Spenrath, Y., Hassani, M., van Dongen, B. F., & Tariq, H. Why did my Consumer Shop? Learning an Efficient Distance Metric for Retailer Transaction Data. In Y. Dong, D. Mladenic, & C. Saunders (Eds.), Machine Learning and Knowledge Discovery in Databases. Applied Data Science and Demo Track – European Conference, ECML PKDD 2020, Proceedings (pp. 323-338). (Lecture Notes in Computer Science (including subseries Lecture Notes in Artificial Intelligence and Lecture Notes in Bioinformatics); Vol. 12461 LNAI). Springer. https://doi.org/10.1007/978-3-030-67670-4_20
Abstract
Transaction analysis is an important part in studies aiming to understand consumer behaviour. The first step is defining a proper measure of similarity, or more specifically a distance metric, between transactions.
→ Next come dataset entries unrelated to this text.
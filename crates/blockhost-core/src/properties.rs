//! `server.properties` overlay and atomic file I/O.
//!
//! Format: line-oriented `key=value`, one entry per line. Lines starting with
//! `#` or `!` are comments. Comments are not preserved on rewrite.

use serde::de::{MapAccess, Visitor};
use serde::ser::SerializeMap;
use serde::{Deserialize, Deserializer, Serialize, Serializer};
use std::fmt;
use std::fs;
use std::io;
use std::path::{Path, PathBuf};
use tracing::debug;

/// File name of the properties file inside a server's working directory.
pub const PROPERTIES_FILE: &str = "server.properties";

/// Ordered key/value overlay.
///
/// Insertion order is kept so rewritten files stay stable. Setting an
/// existing key replaces its value in place.
#[derive(Debug, Clone, Default, PartialEq, Eq)]
pub struct PropertyOverlay {
    entries: Vec<(String, String)>,
}

impl PropertyOverlay {
    pub const fn new() -> Self {
        Self {
            entries: Vec::new(),
        }
    }

    pub fn len(&self) -> usize {
        self.entries.len()
    }

    pub fn is_empty(&self) -> bool {
        self.entries.is_empty()
    }

    pub fn get(&self, key: &str) -> Option<&str> {
        self.entries
            .iter()
            .find(|(k, _)| k == key)
            .map(|(_, v)| v.as_str())
    }

    /// Set a value, replacing an existing key in place.
    pub fn set(&mut self, key: impl Into<String>, value: impl Into<String>) {
        let key = key.into();
        let value = value.into();
        match self.entries.iter_mut().find(|(k, _)| *k == key) {
            Some(entry) => entry.1 = value,
            None => self.entries.push((key, value)),
        }
    }

    pub fn remove(&mut self, key: &str) -> Option<String> {
        let idx = self.entries.iter().position(|(k, _)| k == key)?;
        Some(self.entries.remove(idx).1)
    }

    pub fn iter(&self) -> impl Iterator<Item = (&str, &str)> {
        self.entries.iter().map(|(k, v)| (k.as_str(), v.as_str()))
    }

    /// Merge `newer` over `self`: values in `newer` win, new keys are appended.
    pub fn merge(&mut self, newer: &Self) {
        for (key, value) in newer.iter() {
            self.set(key, value);
        }
    }

    /// Parse properties file content.
    ///
    /// Follows the `java.util.Properties` line format: blank lines and
    /// comments are skipped, a line ending in an odd number of backslashes
    /// continues on the next line, and backslash escapes (including
    /// `\uXXXX`) are decoded. The key ends at the first unescaped `=` or `:`;
    /// lines without one are skipped. Unescaped whitespace around the
    /// separator is dropped.
    pub fn parse(content: &str) -> Self {
        let mut overlay = Self::new();
        let mut lines = content.lines();
        while let Some(line) = lines.next() {
            let first = line.trim_start();
            if first.is_empty() || first.starts_with(['#', '!']) {
                continue;
            }
            let mut logical = first.to_string();
            while continues(&logical) {
                logical.pop();
                match lines.next() {
                    Some(next) => logical.push_str(next.trim_start()),
                    None => break,
                }
            }
            if let Some((key, value)) = split_entry(&logical) {
                overlay.set(key, value);
            }
        }
        overlay
    }

    /// Render as file content, one escaped `key=value` per line.
    pub fn render(&self) -> String {
        let mut out = String::from("# Managed by blockhost\n");
        for (key, value) in self.iter() {
            escape_key(key, &mut out);
            out.push('=');
            escape_value(value, &mut out);
            out.push('\n');
        }
        out
    }
}

fn continues(line: &str) -> bool {
    line.bytes().rev().take_while(|&b| b == b'\\').count() % 2 == 1
}

fn split_entry(line: &str) -> Option<(String, String)> {
    let mut key = String::new();
    // Length of the key up to its last escaped or non-whitespace char.
    let mut key_len = 0;
    let mut chars = line.chars();
    loop {
        match chars.next()? {
            '\\' => {
                push_unescaped(&mut chars, &mut key);
                key_len = key.len();
            }
            '=' | ':' => break,
            c => {
                key.push(c);
                if !c.is_whitespace() {
                    key_len = key.len();
                }
            }
        }
    }
    key.truncate(key_len);
    if key.is_empty() {
        return None;
    }
    let value = chars.as_str().trim_start_matches([' ', '\t', '\x0c']);
    Some((key, unescape(value)))
}

fn unescape(raw: &str) -> String {
    let mut out = String::with_capacity(raw.len());
    let mut chars = raw.chars();
    while let Some(c) = chars.next() {
        if c == '\\' {
            push_unescaped(&mut chars, &mut out);
        } else {
            out.push(c);
        }
    }
    out
}

/// Decode the escape following a backslash. A trailing lone backslash is dropped.
fn push_unescaped(chars: &mut std::str::Chars<'_>, out: &mut String) {
    match chars.next() {
        Some('n') => out.push('\n'),
        Some('r') => out.push('\r'),
        Some('t') => out.push('\t'),
        Some('f') => out.push('\x0c'),
        Some('u') => {
            let hex = chars.as_str().get(..4).filter(|h| h.bytes().all(|b| b.is_ascii_hexdigit()));
            match hex.and_then(|h| u32::from_str_radix(h, 16).ok()).and_then(char::from_u32) {
                Some(decoded) => {
                    out.push(decoded);
                    for _ in 0..4 {
                        chars.next();
                    }
                }
                None => out.push('u'),
            }
        }
        Some(c) => out.push(c),
        None => {}
    }
}

fn push_control_escape(c: char, out: &mut String) -> bool {
    let escaped = match c {
        '\\' => "\\\\",
        '\n' => "\\n",
        '\r' => "\\r",
        '\t' => "\\t",
        '\x0c' => "\\f",
        _ => return false,
    };
    out.push_str(escaped);
    true
}

fn escape_key(key: &str, out: &mut String) {
    for c in key.chars() {
        if push_control_escape(c, out) {
            continue;
        }
        if matches!(c, ' ' | '=' | ':' | '#' | '!') {
            out.push('\\');
        }
        out.push(c);
    }
}

fn escape_value(value: &str, out: &mut String) {
    for (i, c) in value.chars().enumerate() {
        if push_control_escape(c, out) {
            continue;
        }
        // Leading spaces would be read as separator whitespace.
        if i == 0 && c == ' ' {
            out.push('\\');
        }
        out.push(c);
    }
}

impl FromIterator<(String, String)> for PropertyOverlay {
    fn from_iter<T: IntoIterator<Item = (String, String)>>(iter: T) -> Self {
        let mut overlay = Self::new();
        for (k, v) in iter {
            overlay.set(k, v);
        }
        overlay
    }
}

impl Serialize for PropertyOverlay {
    fn serialize<S: Serializer>(&self, serializer: S) -> Result<S::Ok, S::Error> {
        let mut map = serializer.serialize_map(Some(self.entries.len()))?;
        for (k, v) in &self.entries {
            map.serialize_entry(k, v)?;
        }
        map.end()
    }
}

impl<'de> Deserialize<'de> for PropertyOverlay {
    fn deserialize<D: Deserializer<'de>>(deserializer: D) -> Result<Self, D::Error> {
        struct OverlayVisitor;

        impl<'de> Visitor<'de> for OverlayVisitor {
            type Value = PropertyOverlay;

            fn expecting(&self, f: &mut fmt::Formatter<'_>) -> fmt::Result {
                f.write_str("a map of property names to string values")
            }

            fn visit_map<A: MapAccess<'de>>(self, mut access: A) -> Result<Self::Value, A::Error> {
                let mut overlay = PropertyOverlay::new();
                while let Some((key, value)) = access.next_entry::<String, String>()? {
                    overlay.set(key, value);
                }
                Ok(overlay)
            }
        }

        deserializer.deserialize_map(OverlayVisitor)
    }
}

/// Read a properties file. A missing file reads as empty.
pub fn read_properties(path: &Path) -> io::Result<PropertyOverlay> {
    match fs::read_to_string(path) {
        Ok(content) => Ok(PropertyOverlay::parse(&content)),
        Err(e) if e.kind() == io::ErrorKind::NotFound => Ok(PropertyOverlay::new()),
        Err(e) => Err(e),
    }
}

/// Write a properties file atomically using temp file + rename.
///
/// 1. Write to `<name>.tmp` in the same directory
/// 2. Rename over `<name>` (atomic on Unix)
pub fn write_properties(path: &Path, overlay: &PropertyOverlay) -> io::Result<()> {
    let temp_path = temp_path_for(path);
    fs::write(&temp_path, overlay.render())?;
    if let Err(e) = fs::rename(&temp_path, path) {
        let _ = fs::remove_file(&temp_path);
        return Err(e);
    }
    debug!(path = %path.display(), entries = overlay.len(), "Wrote properties file");
    Ok(())
}

/// Merge `overlay` into the file at `path` (overlay wins) and write it back atomically.
///
/// Returns the merged set.
pub fn apply_overlay(path: &Path, overlay: &PropertyOverlay) -> io::Result<PropertyOverlay> {
    let mut merged = read_properties(path)?;
    merged.merge(overlay);
    write_properties(path, &merged)?;
    Ok(merged)
}

fn temp_path_for(path: &Path) -> PathBuf {
    let mut name = path
        .file_name()
        .map(|n| n.to_os_string())
        .unwrap_or_default();
    name.push(".tmp");
    path.with_file_name(name)
}

#[cfg(test)]
mod tests {
    use super::*;
    use std::collections::HashMap;

    #[test]
    fn parse_skips_comments_and_blank_lines() {
        let content = "#Minecraft server properties\n\nmotd=A Minecraft Server\n! bang comment\nmax-players = 20\nbroken line\n";
        let overlay = PropertyOverlay::parse(content);
        assert_eq!(overlay.len(), 2);
        assert_eq!(overlay.get("motd"), Some("A Minecraft Server"));
        assert_eq!(overlay.get("max-players"), Some("20"));
    }

    #[test]
    fn value_may_contain_equals() {
        let overlay = PropertyOverlay::parse("generator-settings=a=b\n");
        assert_eq!(overlay.get("generator-settings"), Some("a=b"));
    }

    #[test]
    fn merge_newer_values_win_and_order_is_kept() {
        let mut base = PropertyOverlay::parse("a=1\nb=2\n");
        let newer = PropertyOverlay::parse("b=3\nc=4\n");
        base.merge(&newer);
        let pairs: Vec<_> = base.iter().collect();
        assert_eq!(pairs, vec![("a", "1"), ("b", "3"), ("c", "4")]);
    }

    #[test]
    fn written_file_reads_back_same_set() {
        let dir = tempfile::tempdir().unwrap();
        let path = dir.path().join(PROPERTIES_FILE);

        let overlay: PropertyOverlay = [
            ("server-port", "25565"),
            ("motd", "Hello = world"),
            ("level-seed", ""),
        ]
        .into_iter()
        .map(|(k, v)| (k.to_string(), v.to_string()))
        .collect();

        write_properties(&path, &overlay).unwrap();
        let read = read_properties(&path).unwrap();

        let as_map = |o: &PropertyOverlay| -> HashMap<String, String> {
            o.iter().map(|(k, v)| (k.to_string(), v.to_string())).collect()
        };
        assert_eq!(as_map(&read), as_map(&overlay));
        assert!(!temp_path_for(&path).exists());
    }

    #[test]
    fn special_characters_survive_write_and_read() {
        let dir = tempfile::tempdir().unwrap();
        let path = dir.path().join(PROPERTIES_FILE);

        let overlay: PropertyOverlay = [
            ("motd", "  indented"),
            ("welcome", "hi\nonline-mode=false"),
            ("windows-path", "C:\\servers\\"),
            ("tabbed", "\tstart\r\nend "),
            ("odd key=with:separators", "x"),
            ("#not-a-comment", "1"),
            ("!bang", "2"),
            ("section", "\u{a7}6Gold"),
        ]
        .into_iter()
        .map(|(k, v)| (k.to_string(), v.to_string()))
        .collect();

        write_properties(&path, &overlay).unwrap();
        let read = read_properties(&path).unwrap();

        assert_eq!(read, overlay);
        assert_eq!(read.get("online-mode"), None);
        let content = fs::read_to_string(&path).unwrap();
        assert_eq!(content.lines().count(), overlay.len() + 1);
    }

    #[test]
    fn parse_decodes_escapes_and_continuations() {
        let content = "motd=\\u00A7aHello \\\n    world\nkey\\ with\\ spaces : value\nlevel-name = \\ world\n";
        let overlay = PropertyOverlay::parse(content);
        assert_eq!(overlay.get("motd"), Some("\u{a7}aHello world"));
        assert_eq!(overlay.get("key with spaces"), Some("value"));
        assert_eq!(overlay.get("level-name"), Some(" world"));
    }

    #[test]
    fn apply_overlay_merges_into_existing_file() {
        let dir = tempfile::tempdir().unwrap();
        let path = dir.path().join(PROPERTIES_FILE);
        fs::write(&path, "motd=old\nonline-mode=true\n").unwrap();

        let mut overlay = PropertyOverlay::new();
        overlay.set("motd", "new");
        let merged = apply_overlay(&path, &overlay).unwrap();

        assert_eq!(merged.get("motd"), Some("new"));
        assert_eq!(merged.get("online-mode"), Some("true"));
        assert_eq!(read_properties(&path).unwrap(), merged);
    }

    #[test]
    fn missing_file_reads_as_empty() {
        let dir = tempfile::tempdir().unwrap();
        let overlay = read_properties(&dir.path().join("nope.properties")).unwrap();
        assert!(overlay.is_empty());
    }

    #[test]
    fn overlay_json_keeps_document_order() {
        let overlay: PropertyOverlay =
            serde_json::from_str(r#"{"zeta":"1","alpha":"2"}"#).unwrap();
        let keys: Vec<_> = overlay.iter().map(|(k, _)| k).collect();
        assert_eq!(keys, vec!["zeta", "alpha"]);
        assert_eq!(
            serde_json::to_string(&overlay).unwrap(),
            r#"{"zeta":"1","alpha":"2"}"#
        );
    }
}
//! Available subcommands.

use blockhost_core::LogSource;
use clap::Subcommand;

#[derive(Subcommand)]
pub enum Commands {
    /// Start servers and stay attached to their consoles
    ///
    /// Log lines and status changes are printed as they happen. Lines typed
    /// on stdin as `<id> <command>` are sent to that server's console; with a
    /// single server the id may be omitted. Ctrl-C stops every server.
    Run {
        /// Servers to start (all configured servers when omitted)
        ids: Vec<String>,
    },

    /// List configured servers
    List,

    /// Show the state of one server
    Status {
        /// Server identifier
        id: String,
    },

    /// Show recent log entries
    Logs {
        /// Server identifier
        id: String,
        /// Only entries from this source (stdout, stderr, system, command)
        #[arg(long)]
        source: Option<LogSource>,
        /// Case-insensitive text to search for
        #[arg(long)]
        search: Option<String>,
        /// Maximum number of entries
        #[arg(short = 'n', long)]
        limit: Option<usize>,
    },

    /// Set entries in a server's server.properties
    SetProperty {
        /// Server identifier
        id: String,
        /// Assignments in key=value form
        #[arg(required = true)]
        pairs: Vec<String>,
    },
}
Existing distance metrics on transactional data are built on retailer specificc information, such as extensive product hierarchies or a large product catalog. In this paper we propose a new distance metric that is retailer independent by design, allowing cross-retailer and cross-country analysis. The metric comes with a novel method of finding the importance of categories of products, alternating between unsupervised learning techniques and importance calibration. We test our methodology on a real-world dataset and show that we can identify clusters of consumer behaviour.